Visible light images or videos are the basic data for navigation in congested ports and short range reactive collision avoidance. Data from other modal sensors, such as X-band radar or thermal infrared imaging, and AIS information can be fused with visible light images. Bloisi et al. fused visual images and VTS data [76]. They used the remote surveillance cameras as the primary sensor in locations where radar and AIS do not operate (e.g., radar will set a specific sector as silent if it includes a residential area). Figure 8 shows the process for detection and tracking with fusion of visible images and millimeter-wave radar [77]. Low level and high level bimodal fusion occur concurrently. A deep CNN can be used for feature compression to ensure that features that meet the decision boundary are maximally extracted. Please note that, if the visible light camera in Figure 8 is replaced with a thermal one, the millimeter wave radar is replaced with lidar, AIS, or navigation radar, or even if the above two sets of sensors are combined, the tracking pipeline will still work well.
4. Visual Perception Dataset on Water Surface
4.1. Visual Dataset on the Sea
Although there is a rich available selection of video or image datasets of pedestrians and vehicles, there are few available ship image datasets, especially full scene annotated datasets.
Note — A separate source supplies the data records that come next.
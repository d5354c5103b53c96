//! The stateful core that owns every workspace tree.
//!
//! Each operation builds a new tree through the pure mutators, checks it
//! against the geometry where policy requires, and then commits it to the
//! active workspace in one step. A commit schedules a debounced snapshot
//! write when a [`Persister`] is attached.

use std::sync::Arc;

use serde_json::{Value, json};
use tracing::{debug, info, warn};

use super::geometry::{
    MinimumSize, Rect, Viewport, WindowBounds, compute_bounds, find_undersized,
};
use super::resize::{apply_resize, plan_resize};
use super::{Direction, Orientation, navigation, tree_ops};
use crate::common::config::{Config, LayoutSettings};
use crate::model::window_type::{TERMINAL_WELCOME, terminal_state};
use crate::model::{
    IdAllocator, Node, NodeId, SessionDrafts, WindowLeaf, WindowType, Workspace, WorkspaceStore,
};
use crate::storage::{Bucket, Persister, Record, Storage, StorageResult};
use crate::terminal::WindowControl;

/// Called with the id of a leaf that should flash to signal a refused
/// operation.
pub type FlashHandler = Box<dyn FnMut(NodeId) + Send>;

#[derive(Debug, Clone, PartialEq, Eq)]
pub enum SplitOutcome {
    Applied { new_leaf: NodeId, split: NodeId },
    /// The split would have left these leaves below the minimum size.
    Refused { undersized: Vec<NodeId> },
    NotFound,
}

#[derive(Debug, Clone, PartialEq, Eq)]
pub enum CreateOutcome {
    Created(NodeId),
    Refused { undersized: Vec<NodeId> },
}

#[derive(Debug, Clone, PartialEq, Eq)]
pub enum ResizeOutcome {
    /// Resize mode is off.
    Disabled,
    NoActiveWindow,
    /// No split on the path to the active leaf runs along the requested axis.
    Unchanged,
    Applied { splits: usize, undersized: Vec<NodeId> },
}

pub struct WindowManager {
    store: WorkspaceStore,
    layout: LayoutSettings,
    viewport: Viewport,
    ids: IdAllocator,
    welcome: String,
    resize_mode: bool,
    drafts: SessionDrafts,
    flash: Option<FlashHandler>,
    persister: Option<Persister>,
}

static_assertions::assert_impl_all!(WindowManager: Send);
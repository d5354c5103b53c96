use std::collections::BTreeMap;

use super::command::{Category, CommandOutput};
use super::registry::CommandRegistry;

/// Help text for one command, or an overview of all of them grouped by
/// category.
pub fn generate_help(registry: &CommandRegistry, name: Option<&str>) -> CommandOutput {
    if let Some(name) = name {
        return match registry.resolve(name) {
            Some(command) => CommandOutput::Lines(command.help()),
            None => CommandOutput::text(format!("No help available for '{name}'")),
        };
    }

    let mut groups: BTreeMap<Category, Vec<(&str, &str)>> = BTreeMap::new();
    for command in registry.commands() {
        let spec = command.spec();
        groups.entry(spec.category).or_default().push((spec.name, spec.description));
    }

    let width = groups.values().flatten().map(|(name, _)| name.len()).max().unwrap_or(0);
    let mut lines = vec!["Available commands:".to_string()];
    for (category, mut commands) in groups {
        commands.sort_by_key(|(name, _)| *name);
        lines.push(String::new());
        lines.push(format!("{category}:"));
        for (name, description) in commands {
            lines.push(format!("  {name:<width$}  {description}"));
        }
    }
    lines.push(String::new());
    lines.push("Type 'help <command>' for details on a command.".to_string());
    CommandOutput::Lines(lines)
}

#[cfg(test)]
mod tests {
    use std::collections::BTreeMap;

    use pretty_assertions::assert_eq;

    use super::*;

    fn registry() -> CommandRegistry { CommandRegistry::with_builtins(&BTreeMap::new()) }

    #[test]
    fn overview_groups_by_category_in_order() {
        let lines = generate_help(&registry(), None).to_lines();
        let headers: Vec<_> = lines.iter().filter(|l| l.ends_with(':') && !l.starts_with(' ')).collect();
        assert_eq!(
            headers,
            vec!["Available commands:", "General:", "Dice:", "Window:", "Party:", "Admin:", "Debug:"]
        );
    }

    #[test]
    fn overview_sorts_within_category() {
        let lines = generate_help(&registry(), None).to_lines();
        let start = lines.iter().position(|l| l == "Window:").unwrap() + 1;
        let names: Vec<_> = lines[start..]
            .iter()
            .take_while(|l| !l.is_empty())
            .map(|l| l.split_whitespace().next().unwrap())
            .collect();
        assert_eq!(names, vec!["chat", "explorer", "terminal", "window"]);
    }

    #[test]
    fn single_command_help_resolves_aliases() {
        let lines = generate_help(&registry(), Some("r")).to_lines();
        assert!(lines[0].starts_with("roll - "));
        assert!(lines.iter().any(|l| l == "Aliases: r, d"));
        assert!(lines.iter().any(|l| l.contains("<expression> (required)")));
    }

    #[test]
    fn unknown_command_help() {
        assert_eq!(
            generate_help(&registry(), Some("zzz")),
            CommandOutput::text("No help available for 'zzz'")
        );
    }
}
use serde::{Deserialize, Serialize};
use serde_json::{Value, json};
use strum::{Display, EnumIter, EnumString, IntoStaticStr};

pub const TERMINAL_WELCOME: &str = "Welcome to splitdesk. Type 'help' to list commands.";
pub const EDITOR_PLACEHOLDER: &str = "// Start writing here\n";

/// Which pane owns a window leaf.
#[derive(
    Debug,
    Clone,
    Copy,
    PartialEq,
    Eq,
    Hash,
    Serialize,
    Deserialize,
    Display,
    EnumString,
    EnumIter,
    IntoStaticStr
)]
#[serde(rename_all = "snake_case")]
#[strum(serialize_all = "snake_case", ascii_case_insensitive)]
pub enum WindowType {
    Terminal,
    Editor,
    Explorer,
    Audio,
    Image,
    Dice,
    Chat,
    Admin,
    Canvas,
}

/// Fresh terminal content greeting the user with `welcome`; an empty
/// welcome starts with no output.
pub fn terminal_state(welcome: &str) -> Value {
    let output: Vec<&str> = if welcome.is_empty() { vec![] } else { vec![welcome] };
    json!({
        "output": output,
        "history": [],
        "input": "",
    })
}

impl WindowType {
    /// Content a freshly created leaf of this type starts with.
    pub fn default_state(self) -> Value {
        match self {
            WindowType::Terminal => terminal_state(TERMINAL_WELCOME),
            WindowType::Editor => json!({ "content": EDITOR_PLACEHOLDER }),
            WindowType::Explorer => json!({
                "currentPath": "/",
                "selectedItem": null,
            }),
            _ => json!({}),
        }
    }

    pub fn names() -> Vec<&'static str> {
        use strum::IntoEnumIterator;
        Self::iter().map(<&'static str>::from).collect()
    }
}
Lack of such data severely restricts in-depth research.
Table 3 summarizes available datasets of ship targets that have been published to date (2 March 2021). The most representative datasets are SMD, SeaShips, and VesselID-539. The Singapore maritime dataset (SMD) was assembled and annotated by Prasad et al. [34]. SMD contains 51 annotated high definition video clips, consisting of 40 onshore videos and 11 onboard videos. Gundogdu et al. built a dataset containing 1,607,190 annotated ship images obtained from a ship spotting website that were binned into 197 categories. Annotations include the location and the type of ship, such as general cargo, container, bulk carrier, or passenger ship [78]. Shao et al. created the large ship detection dataset SeaShips [10]. They collected data from 156 surveillance cameras in the coastal waters of Zhuhai, China. They took account of factors such as background discrimination, lighting, visible scale, and occlusion to extract 31,455 images from 10,080 videos. They identified and annotated in VOC format six ship types: ore carriers, bulk carriers, general cargo ships, container ships, fishing boats, and passenger ships. Unfortunately, only a very small number of video clips have been published. Bovcon et al. created a semantic segmentation dataset consisting of 1325 manually annotated images for ASV research [28]. VesselID-539, the ship re-identification dataset created by Qiao et al., contains images that represent the four most common challenging scenarios; examples are given in Figure 9. It contains 539 vessel IDs, 149,363 images, and marks 447,926 boundary boxes of vessels or partial vessels from different viewpoints.
4.2. Visual Datasets for Inland Rivers
An inland river image typically contains target ships and other obstacles in the foreground against a background of sky, water surface, mountains, bridges, trees, and onshore buildings. This is a more complex image than would be produced on open water. An inland river dataset and research based on it can provide valuable reference for a marine scenario. Teng et al. collected ship videos from maritime CCTV systems in Zhejiang, Guangdong, Hubei, Anhui, and other places in China to create a dataset for visual tracking of inland ships [81]. The researchers considered many factors such as time, region, climate, and weather and carefully selected 400 representative videos. Liu et al. adapted this dataset by removing video frames with no ship or no obvious changes in target ship scale and background to create a visual dataset for inland river vessel detection [82]. The videos in this dataset were cropped to 320×240 pixels a total of 100 segments; each video clip has a duration of 20–90 s and contains 400–2000 frames.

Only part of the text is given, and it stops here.